Race, Ethnicity, and Treatment of

Many posts have dealt with race and ethnicity. Others have discussed co-occurring or comorbid health conditions. Sarabeth Broder-Fingert and colleagues have an article in Pediatrics titled "Racial and Ethnic Differences in Subspecialty Service Use by Children With Autism."  From the abstract:
We identified 3615 patients (2935 white, 243 Hispanic, 188 African American, and 249 other). The most striking differences were in use of gastroenterology (GI)/nutrition services. Nonwhite children were less likely to use GI/nutrition specialty providers (African American, odds ratio = 0.32 [95th percentile confidence interval: 0.18–0.55]; Hispanic, 0.32 [0.20–0.51]; other, 0.56 [0.34–0.92]) as well as neurology (African American, 0.52 [0.33–0.83]; Hispanic, 0.40 [0.27–0.59]) and psychiatry/psychology (African American, 0.44 [0.27–0.72]; Hispanic, 0.60 [0.41–0.88]; other, 0.62 [0.38–0.99]). Nonwhite children were less likely to have had GI studies: colonoscopy (African American, 0.23 [0.10–0.53]; Hispanic, 0.26 [0.14–0.50]), endoscopy (African American, 0.31 [0.16–0.58]; Hispanic, 0.27 [0.16–0.46]; other, 0.53 [0.31–0.90]), and stool studies (African American, 0.49 [0.30–0.91]). Hispanic children had lower rates of neurologic and other testing: EEG (Hispanic, 0.53 [0.35–0.78]), brain MRI (African American, 0.37 [0.22–0.63]; Hispanic, 0.62 [0.42–0.90]), sleep study (Hispanic, 0.18 [0.04–0.76]), and neuropsychiatric testing (Hispanic, 0.55 [0.32–0.96]).


CONCLUSIONS: We found racial and ethnic differences among children diagnosed with autism in use of care and procedures. Possible explanations for these findings include differences in presentation, referral rates, or referral follow through.

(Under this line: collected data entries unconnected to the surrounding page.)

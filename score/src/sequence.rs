//! Sequences: beat-positioned notes against a rhythm.

use std::thread;
use std::time::Duration;

use thiserror::Error;
use tonality::{Note, Rhythm, Scale, Tone};

use crate::channel::{Channel, ChannelError};

/// Errors from reshaping a sequence.
#[derive(Debug, Clone, PartialEq, Error)]
pub enum SequenceError {
    /// `flip` only works when every tone lies in the mirror scale.
    #[error("tone {0} is not in the flip scale")]
    ToneOutsideScale(Tone),
}

/// A [`Note`] fixed at a beat position from the start of its sequence.
/// Both the beat and the note's duration are measured in beats.
#[derive(Clone, Copy, Debug, PartialEq)]
pub struct SequenceNote {
    pub beat: f64,
    pub note: Note,
}

// ════════════════════════════════════════════════════════════════════════════
// Sequence — ordered notes plus a tempo
// ════════════════════════════════════════════════════════════════════════════

/// An ordered collection of notes with the tempo that paces them.
///
/// ```rust
/// use score::Sequence;
/// use tonality::{Note, Rhythm, Tone};
///
/// let mut seq = Sequence::new(Rhythm::new(120.0));
/// seq.push(Note::new(Tone::new(60), 1.0));
/// seq.push(Note::new(Tone::new(62), 0.5));
/// assert_eq!(seq.notes()[1].beat, 1.0);      // starts where the first ended
/// ```
#[derive(Clone, Debug)]
pub struct Sequence {
    rhythm: Rhythm,
    notes:  Vec<SequenceNote>,
}

impl Sequence {
    pub fn new(rhythm: Rhythm) -> Sequence {
        Sequence { rhythm, notes: Vec::new() }
    }

    pub fn rhythm(&self) -> Rhythm {
        self.rhythm
    }

    /// The notes in beat order.
    pub fn notes(&self) -> &[SequenceNote] {
        &self.notes
    }

    pub fn len(&self) -> usize {
        self.notes.len()
    }

    pub fn is_empty(&self) -> bool {
        self.notes.is_empty()
    }

    /// Beat at which the last note ends.
    pub fn end_beat(&self) -> f64 {
        self.notes
            .last()
            .map(|sn| sn.beat + sn.note.duration)
            .unwrap_or(0.0)
    }

    /// Append a note at the running end of the sequence.
    pub fn push(&mut self, note: Note) {
        let beat = self.end_beat();
        self.notes.push(SequenceNote { beat, note });
    }

    /// Append another sequence's notes at the running end, scaling their
    /// durations by the tempo ratio so their wall-clock length is kept.
    pub fn append(&mut self, other: &Sequence) {
        let ratio =
            self.rhythm.beats_per_second() / other.rhythm.beats_per_second();
        let mut beat = self.end_beat();
        for sn in &other.notes {
            let note = Note::with_strength(
                sn.note.tone,
                sn.note.duration * ratio,
                sn.note.strength,
            );
            self.notes.push(SequenceNote { beat, note });
            beat += note.duration;
        }
    }

    /// Insert a note at its proper beat position.
    pub fn insert(&mut self, sn: SequenceNote) {
        self.notes.push(sn);
        self.sort_by_beat();
    }

    fn sort_by_beat(&mut self) {
        self.notes.sort_by(|a, b| a.beat.total_cmp(&b.beat));
    }

    // ── playback ──────────────────────────────────────────────────────────

    /// Fire every note's on/off pair into the channel, timestamped relative
    /// to `start_time` seconds, and return without waiting.
    pub fn play(
        &self,
        start_time: f64,
        channel:    &mut dyn Channel,
    ) -> Result<(), ChannelError> {
        let bps = self.rhythm.beats_per_second();
        for sn in &self.notes {
            let start = start_time + sn.beat / bps;
            let end   = start_time + (sn.beat + sn.note.duration) / bps;
            channel.play_note(start, end, sn.note.tone, sn.note.strength)?;
        }
        Ok(())
    }

    /// Like [`play`](Sequence::play), but paced: events are released about a
    /// second ahead of the channel clock, and the call returns only once the
    /// final note has ended.
    pub fn play_and_wait(
        &self,
        start_time: f64,
        channel:    &mut dyn Channel,
    ) -> Result<(), ChannelError> {
        // How far ahead of the channel clock events may be queued, and the
        // margin reserved for our own processing.
        const LOOKAHEAD: f64 = 1.0;
        const MARGIN:    f64 = 0.1;

        let bps = self.rhythm.beats_per_second();
        let mut horizon = channel.now() + LOOKAHEAD - MARGIN;
        let mut end = start_time;
        for sn in &self.notes {
            let start = start_time + sn.beat / bps;
            end = start_time + (sn.beat + sn.note.duration) / bps;
            channel.play_note(start, end, sn.note.tone, sn.note.strength)?;

            if end > horizon {
                let pause = horizon - channel.now();
                if pause > 0.0 {
                    thread::sleep(Duration::from_secs_f64(pause));
                }
                horizon = channel.now() + LOOKAHEAD - MARGIN;
            }
        }

        // Stay until the final note has actually finished sounding.
        let tail = end - channel.now();
        if tail > 0.0 {
            thread::sleep(Duration::from_secs_f64(tail));
        }
        Ok(())
    }

    // ── reshaping ─────────────────────────────────────────────────────────

    /// Mirror the sequence in time: the last note's beat becomes the first.
    pub fn reverse(&mut self) {
        let Some(last) = self.notes.last() else { return };
        let t_max = last.beat;
        for sn in &mut self.notes {
            sn.beat = t_max - sn.beat;
        }
        self.sort_by_beat();
    }

    /// Mirror the sequence in pitch within `scale`: the highest tone maps to
    /// the lowest and vice versa.  Every tone must lie in the scale.
    pub fn flip(&mut self, scale: &Scale) -> Result<(), SequenceError> {
        if self.notes.is_empty() {
            return Ok(());
        }

        let degree = |tone: Tone| {
            scale
                .degree_of(tone)
                .ok_or(SequenceError::ToneOutsideScale(tone))
        };

        let mut lowest = usize::MAX;
        let mut highest = 0usize;
        for sn in &self.notes {
            let d = degree(sn.note.tone)?;
            lowest = lowest.min(d);
            highest = highest.max(d);
        }

        for sn in &mut self.notes {
            let d = degree(sn.note.tone)?;
            sn.note.tone = scale.tones()[highest - d + lowest];
        }
        Ok(())
    }
}

// ════════════════════════════════════════════════════════════════════════════
// Tests
// ════════════════════════════════════════════════════════════════════════════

 Dr.  Arshya Vahabzadeh comments at CNN:
The exact reasons behind these findings remain unclear. One explanation may be that minority families face greater barriers in accessing specialist services. Lower numbers of local specialists, transportation issues, and lack of a regular health care provider have all been identified as problems for minority children.
Additionally. minority families may have beliefs that lead to the use of non-traditional services, or attribution of a child’s symptoms to non-medical causes. Even when obtaining referral to a specialist, children from minority families can face challenges in maintaining regular follow-up.
Another issue that remains to be clarified is whether the symptoms of autism are the same across racial and ethnic groups. Some evidence suggests that there may well be differences. For instance, one study has shown that children from minority groups may have more co-occurring symptoms of aggression. If aggression becomes the dominant issue during consultations, then other medical issues may be missed, and opportunities for specialist referral lost.
One final possibility is that children from white families are being referred too frequently to specialists, with subsequent unnecessary medical investigation. This could certainly be a problem given the lack of standardized guidance on how to treat and assess medically complex symptoms in children with autism.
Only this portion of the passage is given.